Summary
Dopaminergic (DA) neurons exert profound influences on behavior including addiction. However, how DA axons communicate with target neurons and how those communications change, for example, with drug exposure, remains poorly understood. We combine recent advances in cell type specific labeling for electron microscopy with large volume three-dimensional serial electron microscopy – ‘connectomics’- to detail DA connections in the Nucleus Accumbens (NAc) across multiple animals and after exposure to cocaine. We find that DA axonal varicosities are of four general types: 38% are empty, 25% contain few small (∼50 nm diameter) vesicles, 19% contain few large (∼133 nm diameter) vesicles, and 18% have mixed small and large vesicles, suggesting that DA axons may use multiple types of neurotransmitters. Individual DA axons were significantly more likely to contain multiple varicosities of the same type relative to chance, suggesting a new method of DA axon classification. Across all categories, we find only rare examples (<2%, 6/410) of varicosities making specific synapses with any neighboring neuron with the few examples being made exclusively on the shafts and soma of resident NAc neurons. Instead, we find much more frequently (15%) that DA varicosities form spinule-like structures: physical membrane interdigitations with nearby dendrites or excitatory and inhibitory axons. Days after a brief exposure to cocaine, DA axons were extensively branched relative to controls but with similar densities of varicosities and spinules. Additionally, cocaine exposure results in the formation of blind-ended “bulbs” in DA axons, filled with mitochondria, and reminiscent of axonal retraction in the developing and damaged brain.
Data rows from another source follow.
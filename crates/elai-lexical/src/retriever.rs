use tracing::debug;

use elai_core::traits::Searchable;
use elai_core::types::{Chunk, ScoredMatch};

use crate::tokenize::{TokenSet, Tokenizer};

/// `|a ∩ b| / sqrt(|a| · |b|)`: cosine similarity of binary membership
/// vectors. Zero when either set is empty, otherwise in `(0, 1]` for any overlap.
pub fn overlap(a: &TokenSet, b: &TokenSet) -> f64 {
    if a.is_empty() || b.is_empty() { return 0.0; }
    let (small, large) = if a.len() <= b.len() { (a, b) } else { (b, a) };
    let shared = small.iter().filter(|t| large.contains(*t)).count();
    shared as f64 / ((a.len() * b.len()) as f64).sqrt()
}

/// Similarity of two texts with the default tokenizer.
pub fn similarity(a: &str, b: &str) -> f64 {
    let t = Tokenizer::default();
    overlap(&t.token_set(a), &t.token_set(b))
}

#[derive(Debug, Clone, Copy, PartialEq)]
pub struct RetrievalParams {
    /// Maximum number of results.
    pub top_k: usize,
    /// Scores below this are dropped. Zero scores are always dropped.
    pub min_score: f64,
}

impl Default for RetrievalParams {
    fn default() -> Self { Self { top_k: 5, min_score: 0.0 } }
}

impl RetrievalParams {
    pub fn new(top_k: usize) -> Self { Self { top_k, min_score: 0.0 } }

    #[must_use]
    pub fn with_min_score(mut self, min_score: f64) -> Self {
        self.min_score = min_score;
        self
    }
}

#[derive(Debug, Clone, Default)]
pub struct LexicalRetriever {
    tokenizer: Tokenizer,
}

impl LexicalRetriever {
    pub fn new(tokenizer: Tokenizer) -> Self { Self { tokenizer } }

    pub fn tokenizer(&self) -> &Tokenizer { &self.tokenizer }

    pub fn similarity(&self, a: &str, b: &str) -> f64 {
        overlap(&self.tokenizer.token_set(a), &self.tokenizer.token_set(b))
    }

    /// Score every item against `query` and return the best `top_k`, highest
    /// first. Equal scores keep the order of `items`.
    pub fn rank<'a, T: Searchable>(&self, query: &str, items: &'a [T], params: &RetrievalParams) -> Vec<ScoredMatch<'a, T>> {
        if params.top_k == 0 { return Vec::new(); }
        let query_tokens = self.tokenizer.token_set(query);
        if query_tokens.is_empty() { return Vec::new(); }

        let mut scored: Vec<ScoredMatch<'a, T>> = items
            .iter()
            .filter_map(|item| {
                let score = overlap(&query_tokens, &self.tokenizer.token_set(item.search_text()));
                (score > 0.0 && score >= params.min_score).then_some(ScoredMatch { score, item })
            })
            .collect();
        // stable: ties stay in load order
        scored.sort_by(|a, b| b.score.total_cmp(&a.score));
        debug!(candidates = items.len(), matched = scored.len(), top_k = params.top_k, "ranked");
        scored.truncate(params.top_k);
        scored
    }

    /// Like `rank`, without the scores.
    pub fn retrieve_chunks<'a>(&self, query: &str, chunks: &'a [Chunk], params: &RetrievalParams) -> Vec<&'a Chunk> {
        self.rank(query, chunks, params).into_iter().map(|m| m.item).collect()
    }
}

/// Rank `chunks` against `query` with the default tokenizer.
pub fn retrieve<'a>(query: &str, chunks: &'a [Chunk], top_k: usize, min_score: f64) -> Vec<ScoredMatch<'a, Chunk>> {
    LexicalRetriever::default().rank(query, chunks, &RetrievalParams { top_k, min_score })
}

#[cfg(test)]
mod tests {
    use super::*;

    fn set(words: &[&str]) -> TokenSet { words.iter().map(|w| (*w).to_string()).collect() }

    #[test]
    fn overlap_matches_hand_computed_values() {
        assert!((overlap(&set(&["a", "b"]), &set(&["b", "c"])) - 0.5).abs() < 1e-12);
        let expected = 2.0 / 6.0_f64.sqrt();
        assert!((overlap(&set(&["a", "b"]), &set(&["a", "b", "c"])) - expected).abs() < 1e-12);
        assert!(overlap(&set(&["a"]), &set(&["b"])).abs() < f64::EPSILON);
    }

    #[test]
    fn empty_side_scores_zero() {
        assert!(overlap(&set(&[]), &set(&["a"])).abs() < f64::EPSILON);
        assert!(similarity("", "door").abs() < f64::EPSILON);
        assert!(similarity("door", "!!!").abs() < f64::EPSILON);
    }

    #[test]
    fn zero_top_k_returns_nothing() {
        let chunks = vec![Chunk::new("a", elai_core::types::Location::NotApplicable, "door alarm").expect("chunk")];
        assert!(retrieve("door", &chunks, 0, 0.0).is_empty());
    }
}
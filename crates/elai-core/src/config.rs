use figment::{
    providers::{Env, Format, Serialized, Toml},
    Figment,
};
use serde::{Deserialize, Serialize};
use std::env;
use std::path::{Path, PathBuf};

use crate::error::{Error, Result};

const DEFAULT_INSTRUCTIONS: &str = "You are a field support assistant for elevator technicians. \
Answer from the manual excerpts first, mark anything inferred from the failure history as a guess, \
and always end with a safety and responsibility notice.";

/// Where manuals live and how they are cut into chunks.
#[derive(Debug, Clone, PartialEq, Serialize, Deserialize)]
#[serde(default)]
pub struct CorpusSettings {
    pub manuals_dir: String,
    /// Paragraphs from PDF pages must be longer than this many characters.
    pub page_min_chars: usize,
    /// Paragraphs from text/markdown files must be longer than this.
    pub text_min_chars: usize,
}

impl Default for CorpusSettings {
    fn default() -> Self {
        Self { manuals_dir: "manuals".to_string(), page_min_chars: 40, text_min_chars: 30 }
    }
}

/// Ranking parameters. Manual chunks accept any positive overlap while
/// history entries need a stronger match.
#[derive(Debug, Clone, PartialEq, Serialize, Deserialize)]
#[serde(default)]
pub struct RetrievalSettings {
    pub manual_top_k: usize,
    pub manual_min_score: f64,
    pub history_top_k: usize,
    pub history_min_score: f64,
}

impl Default for RetrievalSettings {
    fn default() -> Self {
        Self { manual_top_k: 5, manual_min_score: 0.0, history_top_k: 3, history_min_score: 0.2 }
    }
}

#[derive(Debug, Clone, PartialEq, Serialize, Deserialize)]
#[serde(default)]
pub struct HistorySettings {
    pub path: String,
    /// Append every answered question to the log.
    pub log_interactions: bool,
}

impl Default for HistorySettings {
    fn default() -> Self {
        Self { path: "failure_history.csv".to_string(), log_interactions: false }
    }
}

#[derive(Debug, Clone, PartialEq, Serialize, Deserialize)]
#[serde(default)]
pub struct AssistantSettings {
    pub system_instructions: String,
}

impl Default for AssistantSettings {
    fn default() -> Self {
        Self { system_instructions: DEFAULT_INSTRUCTIONS.to_string() }
    }
}

#[derive(Debug, Clone, Default, PartialEq, Serialize, Deserialize)]
#[serde(default)]
pub struct Settings {
    pub corpus: CorpusSettings,
    pub retrieval: RetrievalSettings,
    pub history: HistorySettings,
    pub assistant: AssistantSettings,
}

impl Settings {
    pub fn validate(&self) -> Result<()> {
        if self.corpus.manuals_dir.trim().is_empty() {
            return Err(Error::InvalidConfig("corpus.manuals_dir must not be empty".into()));
        }
        if self.history.path.trim().is_empty() {
            return Err(Error::InvalidConfig("history.path must not be empty".into()));
        }
        for (key, v) in [("retrieval.manual_min_score", self.retrieval.manual_min_score), ("retrieval.history_min_score", self.retrieval.history_min_score)] {
            if !(0.0..=1.0).contains(&v) {
                return Err(Error::InvalidConfig(format!("{key} must be within [0, 1], got {v}")));
            }
        }
        Ok(())
    }

    /// Manuals directory, expanded and resolved against `base`.
    pub fn manuals_dir(&self, base: &Path) -> PathBuf { resolve_with_base(base, &self.corpus.manuals_dir) }

    /// Failure-history CSV, expanded and resolved against `base`.
    pub fn history_path(&self, base: &Path) -> PathBuf { resolve_with_base(base, &self.history.path) }
}

pub struct Config {
    figment: Figment,
}

impl Config {
    /// Defaults, then `config.toml`, then `config.<env>.toml` for `RUST_ENV`
    /// (default `dev`), then `APP_*` variables with `__` as the section separator.
    pub fn load() -> Result<Self> {
        let env_name = env::var("RUST_ENV").unwrap_or_else(|_| "dev".to_string());

        let mut figment = Figment::from(Serialized::defaults(Settings::default())).merge(Toml::file("config.toml"));
        match env_name.as_str() {
            "dev" | "development" => figment = figment.merge(Toml::file("config.dev.toml")),
            "prod" | "production" => figment = figment.merge(Toml::file("config.prod.toml")),
            "test" | "testing" => figment = figment.merge(Toml::file("config.test.toml")),
            _ => {}
        }
        figment = figment.merge(Env::prefixed("APP_").split("__"));

        Ok(Self { figment })
    }

    pub fn get<T>(&self, key: &str) -> Result<T>
    where
        T: serde::de::DeserializeOwned,
    {
        self.figment
            .extract_inner(key)
            .map_err(|e| Error::InvalidConfig(format!("Failed to get '{key}': {e}")))
    }

    /// The whole typed configuration, validated.
    pub fn settings(&self) -> Result<Settings> {
        let settings: Settings = self
            .figment
            .extract()
            .map_err(|e| Error::InvalidConfig(e.to_string()))?;
        settings.validate()?;
        Ok(settings)
    }
}

/// Expand a user-provided path string: leading `~` and `${VAR}` / `$VAR`.
/// Unknown variables leave the input untouched. The result is not canonicalized.
pub fn expand_path<S: AsRef<str>>(input: S) -> PathBuf {
    let s = input.as_ref();
    let expanded_env = shellexpand::env(s).unwrap_or(std::borrow::Cow::Borrowed(s));
    let expanded = shellexpand::tilde(&expanded_env);
    PathBuf::from(expanded.as_ref())
}

/// Expand `p` and join it onto `base` unless it is already absolute.
pub fn resolve_with_base<S: AsRef<str>>(base: &Path, p: S) -> PathBuf {
    let p = expand_path(p);
    if p.is_absolute() { p } else { base.join(p) }
}
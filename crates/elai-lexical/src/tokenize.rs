use std::collections::HashSet;
use std::ops::RangeInclusive;

pub type TokenSet = HashSet<String>;

/// Precomposed Hangul syllables, the script of the manuals this was built for.
pub const HANGUL_SYLLABLES: RangeInclusive<char> = '가'..='힣';

/// Lowercases text and extracts maximal runs of word characters: ASCII
/// letters and digits plus any configured script ranges.
#[derive(Debug, Clone, PartialEq, Eq)]
pub struct Tokenizer {
    scripts: Vec<RangeInclusive<char>>,
}

impl Default for Tokenizer {
    fn default() -> Self { Self { scripts: vec![HANGUL_SYLLABLES] } }
}

impl Tokenizer {
    pub fn ascii_only() -> Self { Self { scripts: Vec::new() } }

    /// Also treat `range` as word characters.
    #[must_use]
    pub fn with_script(mut self, range: RangeInclusive<char>) -> Self {
        self.scripts.push(range);
        self
    }

    fn is_word_char(&self, c: char) -> bool {
        c.is_ascii_alphanumeric() || self.scripts.iter().any(|r| r.contains(&c))
    }

    /// Tokens in order of appearance, duplicates included.
    pub fn tokens(&self, text: &str) -> Vec<String> {
        text.to_lowercase()
            .split(|c: char| !self.is_word_char(c))
            .filter(|t| !t.is_empty())
            .map(str::to_string)
            .collect()
    }

    pub fn token_set(&self, text: &str) -> TokenSet { self.tokens(text).into_iter().collect() }
}
use std::fs;
use std::path::Path;
use std::sync::{Arc, Mutex};

use tempfile::TempDir;

use elai_assist::{Answer, Assistant, Conversation};
use elai_core::config::Settings;
use elai_core::traits::Generator;
use elai_core::types::{Location, RetrievedContext};
use elai_core::Error;
use elai_corpus::{CachedCorpus, CorpusLoader};
use elai_history::{HistoryLog, HistoryStore};

#[derive(Debug, Clone, PartialEq)]
struct Call {
    instructions: String,
    manual: Vec<String>,
    history: Vec<String>,
    query: String,
}

#[derive(Clone, Default)]
struct ScriptedGenerator {
    calls: Arc<Mutex<Vec<Call>>>,
    fail: bool,
}

impl Generator for ScriptedGenerator {
    fn generate(&self, system_instructions: &str, context: &RetrievedContext<'_>, query: &str) -> anyhow::Result<String> {
        self.calls.lock().expect("lock").push(Call {
            instructions: system_instructions.to_string(),
            manual: context.manual.iter().map(|m| m.item.text().to_string()).collect(),
            history: context.history.iter().map(|m| m.item.error_code.clone()).collect(),
            query: query.to_string(),
        });
        if self.fail { anyhow::bail!("upstream returned 503"); }
        Ok(format!("Check the door sensor ({} sources)", context.manual.len()))
    }
}

const DOOR: &str = "도어 열림 센서 이상 시 E31 코드 발생. 도어 스위치 배선과 센서 전원 커넥터를 순서대로 점검한다.";
const BRAKE: &str = "브레이크 코일 전압이 정격 이하로 떨어지면 E12 코드가 발생하며 브레이크가 해제되지 않는다.";
const HISTORY: &str = "고장증상,에러코드,처리내용\n도어 열림 센서 이상,E31,도어 센서 교체\n브레이크 소음,E12,라이닝 조정\n";

fn workspace() -> TempDir {
    let tmp = TempDir::new().expect("tmp");
    fs::create_dir(tmp.path().join("manuals")).expect("mkdir");
    fs::write(tmp.path().join("manuals").join("door.txt"), DOOR).expect("write");
    fs::write(tmp.path().join("manuals").join("brake.md"), BRAKE).expect("write");
    fs::write(tmp.path().join("failure_history.csv"), HISTORY).expect("write");
    tmp
}

fn assistant(dir: &Path, generator: ScriptedGenerator) -> Assistant<ScriptedGenerator> {
    let manuals = CachedCorpus::new(CorpusLoader::default(), dir.join("manuals"));
    let history = HistoryStore::open(dir.join("failure_history.csv")).expect("history");
    Assistant::new(manuals, history, generator)
}

#[test]
fn answers_with_manual_and_history_context() {
    let tmp = workspace();
    let generator = ScriptedGenerator::default();
    let assistant = assistant(tmp.path(), generator.clone()).with_instructions("be brief");
    let mut conversation = Conversation::new();

    let answer = assistant.ask("도어 열림 센서 E31", &mut conversation).expect("ask");
    let Answer::Generated { text, sources, related_failures } = answer else { panic!("expected an answer") };
    assert_eq!(text, "Check the door sensor (1 sources)");
    assert_eq!(sources.len(), 1);
    assert_eq!(sources[0].source_id, "door.txt");
    assert_eq!(sources[0].location, Location::NotApplicable);
    assert_eq!(related_failures.len(), 1);
    assert_eq!(related_failures[0].error_code, "E31");

    let calls = generator.calls.lock().expect("lock");
    assert_eq!(calls.len(), 1);
    assert_eq!(calls[0].instructions, "be brief");
    assert_eq!(calls[0].manual, vec![DOOR.to_string()]);
    assert_eq!(calls[0].history, vec!["E31".to_string()]);
    assert_eq!(calls[0].query, "도어 열림 센서 E31");

    assert_eq!(conversation.turns().len(), 1);
    assert_eq!(conversation.last().map(|t| t.question.as_str()), Some("도어 열림 센서 E31"));
}

#[test]
fn no_context_skips_the_generator() {
    let tmp = workspace();
    let generator = ScriptedGenerator::default();
    let assistant = assistant(tmp.path(), generator.clone());
    let mut conversation = Conversation::new();

    let answer = assistant.ask("xyzzy plugh", &mut conversation).expect("ask");
    assert_eq!(answer, Answer::NoContext);
    assert!(generator.calls.lock().expect("lock").is_empty());
    assert_eq!(conversation.turns().len(), 1, "unanswered turns are still recorded");
}

#[test]
fn generator_failure_is_distinguishable() {
    let tmp = workspace();
    let generator = ScriptedGenerator { fail: true, ..ScriptedGenerator::default() };
    let assistant = assistant(tmp.path(), generator);
    let mut conversation = Conversation::new();

    let err = assistant.ask("E12 브레이크", &mut conversation).expect_err("generation fails");
    assert!(matches!(err, Error::Generation(ref m) if m.contains("503")));
    assert!(conversation.is_empty());
}

#[test]
fn history_threshold_is_stricter_than_manual_threshold() {
    let tmp = workspace();
    let generator = ScriptedGenerator::default();
    let assistant = assistant(tmp.path(), generator.clone());
    let corpus = assistant.manuals().get();

    // one shared token out of many: positive for manuals, below 0.2 for history
    let question = "도어 가 나 다 라 마 바 사 아 자 차 카 타 파 하";
    let ctx = assistant.context(question, &corpus);
    assert_eq!(ctx.manual.len(), 1);
    assert!(ctx.history.is_empty());
}

#[test]
fn interactions_are_logged_when_enabled() {
    let tmp = workspace();
    let log_path = tmp.path().join("failure_history.csv");
    let assistant = assistant(tmp.path(), ScriptedGenerator::default()).with_log(HistoryLog::new(&log_path));
    let mut conversation = Conversation::new();

    assistant.ask("브레이크 E12", &mut conversation).expect("ask");
    assistant.ask("xyzzy", &mut conversation).expect("ask");

    let reread = HistoryStore::open(&log_path).expect("reopen");
    assert_eq!(reread.records().len(), 3, "only the generated answer is logged");
    let logged = &reread.records()[2];
    assert_eq!(logged.symptom, "브레이크 E12");
    assert_eq!(logged.resolution, "Check the door sensor (1 sources)");
}

#[test]
fn manuals_reload_after_change() {
    let tmp = workspace();
    let assistant = assistant(tmp.path(), ScriptedGenerator::default());
    let mut conversation = Conversation::new();
    assert_eq!(assistant.ask("governor rope tension", &mut conversation).expect("ask"), Answer::NoContext);

    fs::write(
        tmp.path().join("manuals").join("governor.txt"),
        "Governor rope tension must be checked monthly with the tension gauge.",
    )
    .expect("write");
    assert!(matches!(assistant.ask("governor rope tension", &mut conversation).expect("ask"), Answer::Generated { .. }));
}

#[test]
fn from_settings_resolves_paths_and_enables_logging() {
    let tmp = workspace();
    let mut settings = Settings::default();
    settings.history.log_interactions = true;
    settings.retrieval.manual_top_k = 1;

    let assistant = Assistant::from_settings(&settings, tmp.path(), ScriptedGenerator::default()).expect("assistant");
    assert_eq!(assistant.manuals().dir(), tmp.path().join("manuals"));
    assert_eq!(assistant.history().records().len(), 2);

    let mut conversation = Conversation::new();
    let answer = assistant.ask("E31 E12 코드", &mut conversation).expect("ask");
    let Answer::Generated { sources, .. } = answer else { panic!("expected an answer") };
    assert_eq!(sources.len(), 1, "manual_top_k applied");
    assert_eq!(HistoryStore::open(tmp.path().join("failure_history.csv")).expect("reopen").records().len(), 3);
}

#[test]
fn log_failure_keeps_the_answer() {
    let tmp = workspace();
    let unwritable = tmp.path().join("log_is_a_dir");
    fs::create_dir(&unwritable).expect("mkdir");
    let assistant = assistant(tmp.path(), ScriptedGenerator::default()).with_log(HistoryLog::new(&unwritable));
    let mut conversation = Conversation::new();

    let answer = assistant.ask("브레이크 E12", &mut conversation).expect("answer survives the log failure");
    assert!(matches!(answer, Answer::Generated { ref text, .. } if text == "Check the door sensor (1 sources)"));
    assert_eq!(conversation.turns().len(), 1);
    assert_eq!(conversation.last().map(|t| &t.answer), Some(&answer));
}
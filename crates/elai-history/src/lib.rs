//! elai-history
//!
//! The failure-history log: a CSV of past symptoms, error codes and
//! resolutions. `HistoryStore` reads and searches it, `HistoryLog` appends
//! new interactions to it.
use std::path::Path;

use elai_core::Error;

pub mod log;
pub mod store;

pub use log::HistoryLog;
pub use store::HistoryStore;

/// Columns every log must have, by their written name and English alias.
pub(crate) const REQUIRED_COLUMNS: [(&str, &str); 3] =
    [("고장증상", "symptom"), ("에러코드", "error_code"), ("처리내용", "resolution")];

/// Required columns absent from `headers`, by written name.
pub(crate) fn missing_columns(headers: &csv::StringRecord) -> Vec<String> {
    REQUIRED_COLUMNS
        .iter()
        .filter(|(name, alias)| !headers.iter().any(|h| h == *name || h == *alias))
        .map(|(name, _)| (*name).to_string())
        .collect()
}

/// Reader failures at `line`: I/O problems stay I/O errors, anything else
/// is a malformed log.
pub(crate) fn csv_error(path: &Path, line: u64, e: csv::Error) -> Error {
    let message = e.to_string();
    match e.into_kind() {
        csv::ErrorKind::Io(source) => Error::io(path, source),
        _ => Error::HistoryFormat { path: path.to_path_buf(), line, message },
    }
}
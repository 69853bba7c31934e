use std::path::PathBuf;

use thiserror::Error;

#[derive(Debug, Error)]
pub enum Error {
    #[error("Invalid configuration: {0}")]
    InvalidConfig(String),

    #[error("I/O error on {}: {source}", path.display())]
    Io {
        path: PathBuf,
        #[source]
        source: std::io::Error,
    },

    #[error("Failed to extract PDF text from {}: {message}", path.display())]
    Pdf { path: PathBuf, message: String },

    #[error("OCR failed for {} page {page}: {message}", path.display())]
    Ocr { path: PathBuf, page: u32, message: String },

    #[error("Malformed failure-history row in {} (line {line}): {message}", path.display())]
    HistoryFormat { path: PathBuf, line: u64, message: String },

    #[error("Failure-history log {} is missing columns: {}", path.display(), missing.join(", "))]
    HistorySchema { path: PathBuf, missing: Vec<String> },

    #[error("Text generation failed: {0}")]
    Generation(String),
}

impl Error {
    pub fn io(path: impl Into<PathBuf>, source: std::io::Error) -> Self {
        Self::Io { path: path.into(), source }
    }
}

pub type Result<T> = std::result::Result<T, Error>;
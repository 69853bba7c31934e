//! Domain types shared by the loader, the retriever and the assistant.

use std::fmt;
use std::path::PathBuf;

use chrono::NaiveDateTime;
use serde::{Deserialize, Serialize};

/// Where inside its source document a chunk was found.
#[derive(Debug, Clone, Copy, PartialEq, Eq, Hash, Serialize)]
#[serde(rename_all = "snake_case")]
pub enum Location {
    /// 1-based page number of a page-oriented document.
    Page(u32),
    /// Plain text and markdown sources have no pages.
    NotApplicable,
}

impl fmt::Display for Location {
    fn fmt(&self, f: &mut fmt::Formatter<'_>) -> fmt::Result {
        match self {
            Location::Page(n) => write!(f, "{n}"),
            Location::NotApplicable => f.write_str("n/a"),
        }
    }
}

/// A paragraph of a source document that is independently retrievable.
///
/// - `source_id`: file name of the originating document (relative path for
///   files below the corpus root)
/// - `location`: page marker
/// - `text`: trimmed paragraph content, never blank
///
/// Chunks are immutable once built.
#[derive(Debug, Clone, PartialEq, Eq, Serialize)]
pub struct Chunk {
    source_id: String,
    location: Location,
    text: String,
}

impl Chunk {
    /// Builds a chunk from a paragraph, trimming it. Returns `None` when the
    /// paragraph is blank.
    pub fn new(source_id: impl Into<String>, location: Location, text: &str) -> Option<Self> {
        let text = text.trim();
        if text.is_empty() { return None; }
        Some(Self { source_id: source_id.into(), location, text: text.to_string() })
    }

    pub fn source_id(&self) -> &str { &self.source_id }

    pub fn location(&self) -> Location { self.location }

    pub fn text(&self) -> &str { &self.text }
}

/// A non-fatal problem met while loading one source file (or one page of it).
#[derive(Debug, Clone, PartialEq, Eq, Serialize)]
pub struct LoadFailure {
    pub file: PathBuf,
    pub page: Option<u32>,
    pub error: String,
}

/// Result of one load pass: the chunks in load order plus the diagnostics
/// for everything that had to be skipped.
#[derive(Debug, Clone, Default, PartialEq, Eq, Serialize)]
pub struct Corpus {
    pub chunks: Vec<Chunk>,
    pub failures: Vec<LoadFailure>,
}

impl Corpus {
    pub fn is_empty(&self) -> bool { self.chunks.is_empty() }

    pub fn len(&self) -> usize { self.chunks.len() }
}

/// An item paired with its similarity to a query. Higher is better, the
/// score is always in `(0, 1]`.
#[derive(Debug, Clone, Copy, PartialEq, Serialize)]
pub struct ScoredMatch<'a, T> {
    pub score: f64,
    pub item: &'a T,
}

/// One row of the failure-history log.
///
/// Column names follow the log written by the field tool; the English names
/// are accepted as aliases when reading.
#[derive(Debug, Clone, PartialEq, Eq, Serialize, Deserialize)]
pub struct FailureRecord {
    #[serde(rename = "일시", alias = "timestamp", default, with = "timestamp_column")]
    pub timestamp: Option<NaiveDateTime>,
    #[serde(rename = "고장증상", alias = "symptom")]
    pub symptom: String,
    #[serde(rename = "에러코드", alias = "error_code")]
    pub error_code: String,
    #[serde(rename = "처리내용", alias = "resolution")]
    pub resolution: String,
}

impl FailureRecord {
    /// A record stamped with `at`, as logged after an answered question.
    pub fn interaction(at: NaiveDateTime, symptom: impl Into<String>, error_code: impl Into<String>, resolution: impl Into<String>) -> Self {
        Self { timestamp: Some(at), symptom: symptom.into(), error_code: error_code.into(), resolution: resolution.into() }
    }

    /// Header row written when a new log is created, in column order.
    pub const HEADERS: [&'static str; 4] = ["일시", "고장증상", "에러코드", "처리내용"];

    /// Value of the named column, as it would be written to the log.
    pub fn column(&self, header: &str) -> Option<String> {
        match header {
            "일시" | "timestamp" => Some(
                self.timestamp.map(|ts| ts.format(timestamp_column::FORMAT).to_string()).unwrap_or_default(),
            ),
            "고장증상" | "symptom" => Some(self.symptom.clone()),
            "에러코드" | "error_code" => Some(self.error_code.clone()),
            "처리내용" | "resolution" => Some(self.resolution.clone()),
            _ => None,
        }
    }
}

/// Context retrieved for one question and handed to the generator.
#[derive(Debug, Clone, Default)]
pub struct RetrievedContext<'a> {
    pub manual: Vec<ScoredMatch<'a, Chunk>>,
    pub history: Vec<ScoredMatch<'a, FailureRecord>>,
}

impl RetrievedContext<'_> {
    pub fn is_empty(&self) -> bool { self.manual.is_empty() && self.history.is_empty() }
}

mod timestamp_column {
    use chrono::NaiveDateTime;
    use serde::{de::Error as _, Deserialize, Deserializer, Serializer};

    pub const FORMAT: &str = "%Y-%m-%d %H:%M:%S";
    const ACCEPTED: [&str; 3] = [FORMAT, "%Y-%m-%dT%H:%M:%S", "%Y-%m-%d %H:%M"];

    pub fn serialize<S: Serializer>(value: &Option<NaiveDateTime>, s: S) -> Result<S::Ok, S::Error> {
        match value {
            Some(ts) => s.serialize_str(&ts.format(FORMAT).to_string()),
            None => s.serialize_str(""),
        }
    }

    pub fn deserialize<'de, D: Deserializer<'de>>(d: D) -> Result<Option<NaiveDateTime>, D::Error> {
        let raw: Option<String> = Option::deserialize(d)?;
        let Some(raw) = raw.map(|s| s.trim().to_string()).filter(|s| !s.is_empty()) else { return Ok(None) };
        ACCEPTED
            .iter()
            .find_map(|fmt| NaiveDateTime::parse_from_str(&raw, fmt).ok())
            .map(Some)
            .ok_or_else(|| D::Error::custom(format!("unrecognized timestamp '{raw}'")))
    }
}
Every bulb was surrounded by elaborated glia further suggestive of active remodeling. Finally, mitochondrial lengths increased by ∼2.2 times relative to control throughout DA axons and NAc spiny dendrites after cocaine exposure but not in DA soma or DA dendrites. We conclude that DA axonal transmission is unlikely to be mediated via classical synapses in the NAc and that the major locus of anatomical plasticity of DA circuits after exposure to cocaine are large scale axonal rearrangements with correlated changes in mitochondria.
Competing Interest Statement
The authors have declared no competing interest.